[What the task asks] A complete and exact copy of the entries below is the expected result.

[Working data]

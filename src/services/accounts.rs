//! Profile, donor details and tenant user management.

use crate::{
    error::Error,
    models::{Account, BloodType, Gender, Rhesus, UserDetail},
    store::{AccountStore, Page, PageRequest, StoreError, TenantScope},
};
use chrono::{NaiveDate, Utc};
use std::sync::Arc;
use tracing::{info, instrument};
use uuid::Uuid;

const PHONE_MIN: usize = 10;
const PHONE_MAX: usize = 15;

/// Donor detail fields as accepted from clients.
#[derive(Clone, Debug, PartialEq)]
pub struct DetailInput {
    pub full_name: String,
    pub gender: Gender,
    pub date_of_birth: NaiveDate,
    pub blood_type: Option<BloodType>,
    pub rhesus: Option<Rhesus>,
    pub phone_number: String,
    pub address: String,
    pub is_active_donor: bool,
    pub latitude: Option<f64>,
    pub longitude: Option<f64>,
    pub weight: f64,
}

impl DetailInput {
    /// # Errors
    /// `Validation` naming the first offending field.
    pub fn validate(&self) -> Result<(), Error> {
        if self.full_name.trim().is_empty() {
            return Err(Error::Validation("full_name is required".to_string()));
        }

        let phone_len = self.phone_number.trim().chars().count();
        if !(PHONE_MIN..=PHONE_MAX).contains(&phone_len) {
            return Err(Error::Validation(format!(
                "phone_number must be {PHONE_MIN} to {PHONE_MAX} characters"
            )));
        }

        if self.address.trim().is_empty() {
            return Err(Error::Validation("address is required".to_string()));
        }

        if self.weight.is_nan() || self.weight < 0.0 {
            return Err(Error::Validation("weight must not be negative".to_string()));
        }

        if self.date_of_birth > Utc::now().date_naive() {
            return Err(Error::Validation(
                "date_of_birth must not be in the future".to_string(),
            ));
        }

        Ok(())
    }

    fn apply(self, detail: &mut UserDetail) {
        detail.full_name = self.full_name.trim().to_string();
        detail.gender = self.gender;
        detail.date_of_birth = self.date_of_birth;
        detail.blood_type = self.blood_type;
        detail.rhesus = self.rhesus;
        detail.phone_number = self.phone_number.trim().to_string();
        detail.address = self.address.trim().to_string();
        detail.is_active_donor = self.is_active_donor;
        detail.latitude = self.latitude;
        detail.longitude = self.longitude;
        detail.weight = self.weight;
        detail.updated_at = Utc::now();
    }

    fn into_detail(self, user_id: Uuid) -> UserDetail {
        let now = Utc::now();
        let mut detail = UserDetail {
            id: Uuid::now_v7(),
            user_id,
            full_name: String::new(),
            gender: self.gender,
            date_of_birth: self.date_of_birth,
            blood_type: None,
            rhesus: None,
            phone_number: String::new(),
            address: String::new(),
            is_active_donor: self.is_active_donor,
            latitude: None,
            longitude: None,
            weight: 0.0,
            created_at: now,
            updated_at: now,
        };
        self.apply(&mut detail);
        detail
    }
}

#[derive(Clone, Debug)]
pub struct Profile {
    pub account: Account,
    pub detail: Option<UserDetail>,
}

#[derive(Clone)]
pub struct AccountService {
    store: Arc<dyn AccountStore>,
}

impl AccountService {
    #[must_use]
    pub fn new(store: Arc<dyn AccountStore>) -> Self {
        Self { store }
    }

    /// # Errors
    /// `Internal` when the store is unreachable.
    pub async fn ping(&self) -> Result<(), Error> {
        Ok(self.store.ping().await?)
    }

    /// # Errors
    /// `NotFound` when the account no longer exists.
    pub async fn profile(&self, account_id: Uuid) -> Result<Profile, Error> {
        let account = self.store.find_by_id(account_id).await?;
        let detail = match self.store.find_detail_by_user_id(account_id).await {
            Ok(detail) => Some(detail),
            Err(StoreError::NotFound) => None,
            Err(err) => return Err(err.into()),
        };
        Ok(Profile { account, detail })
    }

    /// Changes the display name only.
    ///
    /// # Errors
    /// `Validation` for an empty name, `NotFound` for an unknown account.
    #[instrument(skip_all, fields(account_id = %account_id))]
    pub async fn rename(&self, account_id: Uuid, name: &str) -> Result<Account, Error> {
        let name = name.trim();
        if name.is_empty() {
            return Err(Error::Validation("name is required".to_string()));
        }

        let mut account = self.store.find_by_id(account_id).await?;
        account.name = name.to_string();
        account.updated_at = Utc::now();
        self.store.update_account(&account).await?;

        Ok(account)
    }

    /// # Errors
    /// `Conflict` when the account already has details.
    #[instrument(skip_all, fields(account_id = %account_id))]
    pub async fn create_detail(
        &self,
        account_id: Uuid,
        input: DetailInput,
    ) -> Result<UserDetail, Error> {
        input.validate()?;
        self.store.find_by_id(account_id).await?;

        let detail = input.into_detail(account_id);
        self.store.save_detail(&detail).await?;

        Ok(detail)
    }

    /// # Errors
    /// `NotFound` when the account has no details yet.
    pub async fn detail(&self, account_id: Uuid) -> Result<UserDetail, Error> {
        Ok(self.store.find_detail_by_user_id(account_id).await?)
    }

    /// # Errors
    /// `NotFound` when the account has no details yet.
    #[instrument(skip_all, fields(account_id = %account_id))]
    pub async fn update_detail(
        &self,
        account_id: Uuid,
        input: DetailInput,
    ) -> Result<UserDetail, Error> {
        input.validate()?;

        let mut detail = self.store.find_detail_by_user_id(account_id).await?;
        input.apply(&mut detail);
        self.store.update_detail(&detail).await?;

        Ok(detail)
    }

    /// # Errors
    /// `Internal` on storage failure.
    pub async fn list(&self, page: PageRequest, scope: TenantScope) -> Result<Page<Account>, Error> {
        Ok(self.store.find_all(page.normalized(), scope).await?)
    }

    /// Creates an unclaimed donor (no email, no password) with its details in
    /// `tenant_id`.
    ///
    /// # Errors
    /// `Validation` for bad input.
    #[instrument(skip_all)]
    pub async fn create_unclaimed(
        &self,
        name: &str,
        tenant_id: Option<Uuid>,
        location_id: Option<Uuid>,
        input: DetailInput,
    ) -> Result<Profile, Error> {
        let name = name.trim();
        if name.is_empty() {
            return Err(Error::Validation("name is required".to_string()));
        }
        input.validate()?;

        let account = Account::unclaimed(name.to_string(), tenant_id, location_id);
        let detail = input.into_detail(account.id);
        self.store.save_with_detail(&account, &detail).await?;

        info!(account_id = %account.id, "Unclaimed donor created");

        Ok(Profile {
            account,
            detail: Some(detail),
        })
    }
}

[Task response]
filename src/services/accounts.rs
//! Profile, donor details and tenant user management.

use crate::{
    error::Error,
    models::{Account, BloodType, Gender, Rhesus, UserDetail},
    store::{AccountStore, Page, PageRequest, StoreError, TenantScope},
};
use chrono::{NaiveDate, Utc};
use std::sync::Arc;
use tracing::{info, instrument};
use uuid::Uuid;

const PHONE_MIN: usize = 10;
const PHONE_MAX: usize = 15;

/// Donor detail fields as accepted from clients.
#[derive(Clone, Debug, PartialEq)]
pub struct DetailInput {
    pub full_name: String,
    pub gender: Gender,
    pub date_of_birth: NaiveDate,
    pub blood_type: Option<BloodType>,
    pub rhesus: Option<Rhesus>,
    pub phone_number: String,
    pub address: String,
    pub is_active_donor: bool,
    pub latitude: Option<f64>,
    pub longitude: Option<f64>,
    pub weight: f64,
}

impl DetailInput {
    /// # Errors
    /// `Validation` naming the first offending field.
    pub fn validate(&self) -> Result<(), Error> {
        if self.full_name.trim().is_empty() {
            return Err(Error::Validation("full_name is required".to_string()));
        }

        let phone_len = self.phone_number.trim().chars().count();
        if !(PHONE_MIN..=PHONE_MAX).contains(&phone_len) {
            return Err(Error::Validation(format!(
                "phone_number must be {PHONE_MIN} to {PHONE_MAX} characters"
            )));
        }

        if self.address.trim().is_empty() {
            return Err(Error::Validation("address is required".to_string()));
        }

        if self.weight.is_nan() || self.weight < 0.0 {
            return Err(Error::Validation("weight must not be negative".to_string()));
        }

        if self.date_of_birth > Utc::now().date_naive() {
            return Err(Error::Validation(
                "date_of_birth must not be in the future".to_string(),
            ));
        }

        Ok(())
    }

    fn apply(self, detail: &mut UserDetail) {
        detail.full_name = self.full_name.trim().to_string();
        detail.gender = self.gender;
        detail.date_of_birth = self.date_of_birth;
        detail.blood_type = self.blood_type;
        detail.rhesus = self.rhesus;
        detail.phone_number = self.phone_number.trim().to_string();
        detail.address = self.address.trim().to_string();
        detail.is_active_donor = self.is_active_donor;
        detail.latitude = self.latitude;
        detail.longitude = self.longitude;
        detail.weight = self.weight;
        detail.updated_at = Utc::now();
    }

    fn into_detail(self, user_id: Uuid) -> UserDetail {
        let now = Utc::now();
        let mut detail = UserDetail {
            id: Uuid::now_v7(),
            user_id,
            full_name: String::new(),
            gender: self.gender,
            date_of_birth: self.date_of_birth,
            blood_type: None,
            rhesus: None,
            phone_number: String::new(),
            address: String::new(),
            is_active_donor: self.is_active_donor,
            latitude: None,
            longitude: None,
            weight: 0.0,
            created_at: now,
            updated_at: now,
        };
        self.apply(&mut detail);
        detail
    }
}

#[derive(Clone, Debug)]
pub struct Profile {
    pub account: Account,
    pub detail: Option<UserDetail>,
}

#[derive(Clone)]
pub struct AccountService {
    store: Arc<dyn AccountStore>,
}

impl AccountService {
    #[must_use]
    pub fn new(store: Arc<dyn AccountStore>) -> Self {
        Self { store }
    }

    /// # Errors
    /// `Internal` when the store is unreachable.
    pub async fn ping(&self) -> Result<(), Error> {
        Ok(self.store.ping().await?)
    }

    /// # Errors
    /// `NotFound` when the account no longer exists.
    pub async fn profile(&self, account_id: Uuid) -> Result<Profile, Error> {
        let account = self.store.find_by_id(account_id).await?;
        let detail = match self.store.find_detail_by_user_id(account_id).await {
            Ok(detail) => Some(detail),
            Err(StoreError::NotFound) => None,
            Err(err) => return Err(err.into()),
        };
        Ok(Profile { account, detail })
    }

    /// Changes the display name only.
    ///
    /// # Errors
    /// `Validation` for an empty name, `NotFound` for an unknown account.
    #[instrument(skip_all, fields(account_id = %account_id))]
    pub async fn rename(&self, account_id: Uuid, name: &str) -> Result<Account, Error> {
        let name = name.trim();
        if name.is_empty() {
            return Err(Error::Validation("name is required".to_string()));
        }

        let mut account = self.store.find_by_id(account_id).await?;
        account.name = name.to_string();
        account.updated_at = Utc::now();
        self.store.update_account(&account).await?;

        Ok(account)
    }

    /// # Errors
    /// `Conflict` when the account already has details.
    #[instrument(skip_all, fields(account_id = %account_id))]
    pub async fn create_detail(
        &self,
        account_id: Uuid,
        input: DetailInput,
    ) -> Result<UserDetail, Error> {
        input.validate()?;
        self.store.find_by_id(account_id).await?;

        let detail = input.into_detail(account_id);
        self.store.save_detail(&detail).await?;

        Ok(detail)
    }

    /// # Errors
    /// `NotFound` when the account has no details yet.
    pub async fn detail(&self, account_id: Uuid) -> Result<UserDetail, Error> {
        Ok(self.store.find_detail_by_user_id(account_id).await?)
    }

    /// # Errors
    /// `NotFound` when the account has no details yet.
    #[instrument(skip_all, fields(account_id = %account_id))]
    pub async fn update_detail(
        &self,
        account_id: Uuid,
        input: DetailInput,
    ) -> Result<UserDetail, Error> {
        input.validate()?;

        let mut detail = self.store.find_detail_by_user_id(account_id).await?;
        input.apply(&mut detail);
        self.store.update_detail(&detail).await?;

        Ok(detail)
    }

    /// # Errors
    /// `Internal` on storage failure.
    pub async fn list(&self, page: PageRequest, scope: TenantScope) -> Result<Page<Account>, Error> {
        Ok(self.store.find_all(page.normalized(), scope).await?)
    }

    /// Creates an unclaimed donor (no email, no password) with its details in
    /// `tenant_id`.
    ///
    /// # Errors
    /// `Validation` for bad input.
    #[instrument(skip_all)]
    pub async fn create_unclaimed(
        &self,
        name: &str,
        tenant_id: Option<Uuid>,
        location_id: Option<Uuid>,
        input: DetailInput,
    ) -> Result<Profile, Error> {
        let name = name.trim();
        if name.is_empty() {
            return Err(Error::Validation("name is required".to_string()));
        }
        input.validate()?;

        let account = Account::unclaimed(name.to_string(), tenant_id, location_id);
        let detail = input.into_detail(account.id);
        self.store.save_with_detail(&account, &detail).await?;

        info!(account_id = %account.id, "Unclaimed donor created");

        Ok(Profile {
            account,
            detail: Some(detail),
        })
    }
}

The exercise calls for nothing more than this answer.